**PROBLEM STATEMENT:** The entries below are to be repeated exactly as they stand.

**DATASET EXTRACT:**
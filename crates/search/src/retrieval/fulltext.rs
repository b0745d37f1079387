//! Ranked full-text search

use super::{RetrievalMode, Retriever, SearchRequest};
use docflow_common::db::{ChunkMatch, RecordStore};
use docflow_common::errors::Result;
use std::sync::Arc;

/// Lexical retriever using the store's full-text ranking
pub struct FulltextRetriever {
    records: Arc<dyn RecordStore>,
}

impl FulltextRetriever {
    pub fn new(records: Arc<dyn RecordStore>) -> Self {
        Self { records }
    }
}

#[async_trait::async_trait]
impl Retriever for FulltextRetriever {
    async fn retrieve(&self, request: &SearchRequest) -> Result<Vec<ChunkMatch>> {
        let query = request.query.trim();
        if query.is_empty() {
            return Ok(vec![]);
        }

        self.records
            .fulltext_search(request.repo_id, query, request.limit)
            .await
    }

    fn mode(&self) -> RetrievalMode {
        RetrievalMode::Fulltext
    }
}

**SOLUTION BELOW:**
filename crates/search/src/retrieval/fulltext.rs
repository b0745d37f1079387
//! Ranked full-text search

use super::{RetrievalMode, Retriever, SearchRequest};
use docflow_common::db::{ChunkMatch, RecordStore};
use docflow_common::errors::Result;
use std::sync::Arc;

/// Lexical retriever using the store's full-text ranking
pub struct FulltextRetriever {
    records: Arc<dyn RecordStore>,
}

impl FulltextRetriever {
    pub fn new(records: Arc<dyn RecordStore>) -> Self {
        Self { records }
    }
}

#[async_trait::async_trait]
impl Retriever for FulltextRetriever {
    async fn retrieve(&self, request: &SearchRequest) -> Result<Vec<ChunkMatch>> {
        let query = request.query.trim();
        if query.is_empty() {
            return Ok(vec![]);
        }

        self.records
            .fulltext_search(request.repo_id, query, request.limit)
            .await
    }

    fn mode(&self) -> RetrievalMode {
        RetrievalMode::Fulltext
    }
}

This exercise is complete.